John Maynard Keynes? Milton Friedman? A. Gary Shilling? Albert J. Hettinger, Jr.? Apocryphal?
Dear Quote Investigator: Forbes magazine has a fascinating searchable database called “Thoughts On The Business of Life” that contains “more than 10,000 quotes.” The following saying interests me, but the database doesn’t appear to include citations so I am not sure if it is accurate [MKFQ]:
There is nothing so disastrous as a rational investment policy in an irrational world.
— John Maynard Keynes
Can you find out when and where Keynes said this?
Quote Investigator: The earliest evidence QI has located for this saying is dated 1963. It appeared in the book “A Monetary History of the United States 1867-1960” by Milton Friedman and Anna Jacobson Schwartz, but the words were not written by Friedman or Schwartz. Near the end of the volume a commentary by Albert J. Hettinger, Jr. was appended and the following passage was included [AHMK]:
And Lord Keynes, here a “decision maker,” told the 1931 annual meeting of the investment trust of which he was chairman: “I have reluctantly reached the conclusion that nothing is more suicidal than a rational investment policy in an irrational world” (quoted from memory, without verification of exact phraseology).

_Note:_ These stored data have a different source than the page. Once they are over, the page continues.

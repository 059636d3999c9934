//! End-to-end session flows: a client session talking to a broker-side
//! session registry, with the tests shuttling the packets both directions
//! the way a transport would.

use bytes::Bytes;
use mqtt_session::broker::{PublishRouter, SubscriptionAuthority};
use mqtt_session::client::{ClientSession, ConnectOptions};
use mqtt_session::config::SessionConfig;
use mqtt_session::error::SessionError;
use mqtt_session::packet::{
    Connect, MqttPacket, PubComp, QoS, SubscribeReturnCode, Subscription,
};
use mqtt_session::registry::SessionRegistry;
use mqtt_session::session::{PacketFlow, PacketOutcome, SessionEvent, TerminateReason};
use std::collections::HashMap;
use std::sync::Arc;
use std::time::Duration;

/// Exact-match router over a fixed topic -> targets table.
#[derive(Default)]
struct TableRouter {
    targets: HashMap<String, Vec<(String, QoS)>>,
}

impl TableRouter {
    fn with_target(topic: &str, client_id: &str, granted: QoS) -> Arc<Self> {
        let mut targets = HashMap::new();
        targets.insert(topic.to_string(), vec![(client_id.to_string(), granted)]);
        Arc::new(Self { targets })
    }
}

impl PublishRouter for TableRouter {
    fn route_publish(
        &self,
        topic: &str,
        _payload: &Bytes,
        _qos: QoS,
        _retain: bool,
    ) -> Vec<(String, QoS)> {
        self.targets.get(topic).cloned().unwrap_or_default()
    }
}

/// Authority granting every request at the requested QoS.
struct OpenAuthority;

impl SubscriptionAuthority for OpenAuthority {
    fn authorize_subscribe(
        &self,
        _client_id: &str,
        subscription: &Subscription,
    ) -> SubscribeReturnCode {
        SubscribeReturnCode::granted(subscription.qos)
    }

    fn remove_subscription(&self, _client_id: &str, _topic_filter: &str) {}
}

fn registry_with_router(router: Arc<dyn PublishRouter>) -> SessionRegistry {
    SessionRegistry::new(SessionConfig::default(), router, Arc::new(OpenAuthority))
}

/// Run the CONNECT/CONNACK handshake for a fresh client against the
/// registry.
async fn connect_client(registry: &SessionRegistry, client_id: &str) -> ClientSession {
    let mut client = ClientSession::new(client_id, ConnectOptions::default());
    let connect = match client.connect().unwrap() {
        MqttPacket::Connect(connect) => connect,
        other => panic!("unexpected {other:?}"),
    };
    let outcome = registry.admit(connect).await.unwrap();
    for packet in outcome.packets {
        client.deliver_packet(packet).unwrap();
    }
    assert!(client.core().is_connected());
    client
}

fn only_packet(outcome: PacketOutcome) -> MqttPacket {
    let mut packets = outcome.packets;
    assert_eq!(packets.len(), 1, "expected exactly one outbound packet");
    packets.remove(0)
}

#[tokio::test]
async fn test_qos2_publish_travels_end_to_end_exactly_once() {
    let router = TableRouter::with_target("sensors/temp", "sub", QoS::ExactlyOnce);
    let registry = registry_with_router(router);

    let mut publisher = connect_client(&registry, "pub").await;
    let mut subscriber = connect_client(&registry, "sub").await;

    // Publisher half: PUBLISH -> PUBREC -> PUBREL -> PUBCOMP.
    let publish = publisher
        .publish("sensors/temp", "21.5", QoS::ExactlyOnce, false)
        .unwrap();
    let outcome = registry.deliver("pub", publish).await.unwrap();
    // Nothing is routed until the publisher releases the message.
    assert!(outcome.forwards.is_empty());
    let pubrec = only_packet(outcome);

    let pubrel = only_packet(publisher.deliver_packet(pubrec).unwrap());
    let outcome = registry.deliver("pub", pubrel).await.unwrap();
    assert_eq!(outcome.forwards.len(), 1);
    let forwards = outcome.forwards.clone();
    let pubcomp = only_packet(outcome);
    publisher.deliver_packet(pubcomp).unwrap();
    assert_eq!(publisher.core().outbound_in_flight(), 0);

    // Subscriber half: the broker-side forward runs its own QoS 2
    // handshake in the subscriber's identifier space.
    let deliveries = registry.fan_out(&forwards).await;
    assert_eq!(deliveries.len(), 1);
    let (target, forwarded) = deliveries.into_iter().next().unwrap();
    assert_eq!(target, "sub");

    let pubrec = only_packet(subscriber.deliver_packet(forwarded).unwrap());
    let pubrel = only_packet(registry.deliver("sub", pubrec).await.unwrap());

    let mut outcome = subscriber.deliver_packet(pubrel).unwrap();
    assert_eq!(outcome.packets.len(), 1);
    let pubcomp = outcome.packets.remove(0);
    // Exactly one application delivery, at PUBREL time.
    match outcome.events.as_slice() {
        [SessionEvent::MessageReceived(message)] => {
            assert_eq!(message.topic, "sensors/temp");
            assert_eq!(message.payload, Bytes::from_static(b"21.5"));
            assert_eq!(message.qos, QoS::ExactlyOnce);
        }
        other => panic!("unexpected events {other:?}"),
    }

    registry.deliver("sub", pubcomp).await.unwrap();
}

#[tokio::test]
async fn test_qos1_retransmission_routes_twice_and_acks_both() {
    let router = TableRouter::with_target("alerts", "sub", QoS::AtLeastOnce);
    let registry = registry_with_router(router);
    let mut publisher = connect_client(&registry, "pub").await;
    connect_client(&registry, "sub").await;

    let publish = publisher.publish("alerts", "hot", QoS::AtLeastOnce, false).unwrap();
    let packet_id = publish.packet_id().unwrap();
    let first = registry.deliver("pub", publish).await.unwrap();
    assert_eq!(first.forwards.len(), 1);

    // The PUBACK got lost; the caller retransmits with the dup flag and
    // the same identifier. At-least-once: the broker routes it again.
    let retransmit = publisher.core_mut().retransmit(packet_id).unwrap();
    match &retransmit {
        MqttPacket::Publish(p) => {
            assert!(p.dup);
            assert_eq!(p.packet_id, Some(packet_id));
        }
        other => panic!("unexpected {other:?}"),
    }
    let second = registry.deliver("pub", retransmit).await.unwrap();
    assert_eq!(second.forwards.len(), 1);

    // The first PUBACK releases the identifier.
    publisher.deliver_packet(only_packet(first)).unwrap();
    assert_eq!(publisher.core().outbound_in_flight(), 0);

    // The duplicate PUBACK no longer matches anything in flight, which
    // the session treats as a protocol violation rather than ignoring.
    let err = publisher.deliver_packet(only_packet(second)).unwrap_err();
    assert!(matches!(err, SessionError::ProtocolViolation(_)));
}

#[tokio::test]
async fn test_subscribe_roundtrip_records_grant() {
    let registry = registry_with_router(Arc::new(TableRouter::default()));
    let mut client = connect_client(&registry, "c1").await;

    let subscribe = client
        .subscribe(vec![Subscription::new("a/b", QoS::AtLeastOnce)])
        .unwrap();
    let suback = only_packet(registry.deliver("c1", subscribe).await.unwrap());

    let outcome = client.deliver_packet(suback).unwrap();
    assert!(matches!(
        outcome.events.as_slice(),
        [SessionEvent::SubscribeCompleted { grants, .. }]
            if grants.len() == 1 && grants[0].granted == Some(QoS::AtLeastOnce)
    ));
    assert_eq!(client.subscriptions().get("a/b"), Some(&QoS::AtLeastOnce));
}

#[tokio::test]
async fn test_keep_alive_ping_pong_keeps_session_alive() {
    let registry = registry_with_router(Arc::new(TableRouter::default()));
    let mut client = connect_client(&registry, "c1").await;

    // A full keep-alive interval of client send silence produces the
    // ping; the broker answers it.
    let base = client.core().last_outbound();
    let pingreq = only_packet(client.on_tick(base + Duration::from_secs(60)));
    assert!(matches!(pingreq, MqttPacket::PingReq));

    let pingresp = only_packet(registry.deliver("c1", pingreq).await.unwrap());
    assert!(matches!(pingresp, MqttPacket::PingResp));
    client.deliver_packet(pingresp).unwrap();

    // The response refreshed peer liveness: well past the original
    // deadline the session is still healthy.
    let refreshed = client.core().last_inbound();
    let outcome = client.on_tick(refreshed + Duration::from_secs(89));
    assert!(outcome.terminate.is_none());

    // Without any further traffic the 1.5x cutoff still applies.
    let outcome = client.on_tick(refreshed + Duration::from_secs(90));
    assert_eq!(outcome.terminate, Some(TerminateReason::KeepAliveExpired));
}

#[tokio::test]
async fn test_broker_side_violation_requires_unregister() {
    let registry = registry_with_router(Arc::new(TableRouter::default()));
    connect_client(&registry, "c1").await;

    // An acknowledgment for an identifier never used is fatal.
    let err = registry
        .deliver("c1", MqttPacket::PubComp(PubComp::new(40)))
        .await
        .unwrap_err();
    assert!(matches!(err, SessionError::ProtocolViolation(_)));

    // The latched session is still registered until the transport closes.
    assert!(registry.contains("c1").await);
    let outcome = registry
        .unregister("c1", TerminateReason::TransportClosed)
        .await
        .unwrap();
    assert_eq!(outcome.terminate, Some(TerminateReason::TransportClosed));
    assert!(!registry.contains("c1").await);
}

#[tokio::test]
async fn test_takeover_completes_new_handshake() {
    let registry = registry_with_router(Arc::new(TableRouter::default()));
    connect_client(&registry, "dev-7").await;

    // Same identifier connects again; the accepted handshake evicts the
    // old session before the new CONNACK reaches the transport.
    let second = connect_client(&registry, "dev-7").await;
    assert!(second.core().is_connected());
    assert_eq!(registry.session_count().await, 1);
}

#[tokio::test]
async fn test_clean_session_resubscribes_from_scratch() {
    let registry = registry_with_router(Arc::new(TableRouter::default()));
    let mut client = connect_client(&registry, "c1").await;

    let subscribe = client
        .subscribe(vec![Subscription::new("a/b", QoS::AtMostOnce)])
        .unwrap();
    let suback = only_packet(registry.deliver("c1", subscribe).await.unwrap());
    client.deliver_packet(suback).unwrap();

    registry
        .unregister("c1", TerminateReason::TransportClosed)
        .await
        .unwrap();

    // Clean session: the reconnect starts with no server-side state.
    let mut connect = Connect::new("c1");
    connect.clean_session = true;
    let outcome = registry.admit(connect).await.unwrap();
    match outcome.packets.as_slice() {
        [MqttPacket::ConnAck(connack)] => assert!(!connack.session_present),
        other => panic!("unexpected {other:?}"),
    }
}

So Hettinger in 1963 presented a quotation that he attributed to Keynes speaking in 1931. But Hettinger explicitly disclaimed knowledge of the precise wording used by Keynes. Later writers used a different phrasing that replaced “more suicidal than” with “so disastrous as” to yield the most common modern version of the saying.
Keynes died in 1946. Here are additional selected citations in chronological order.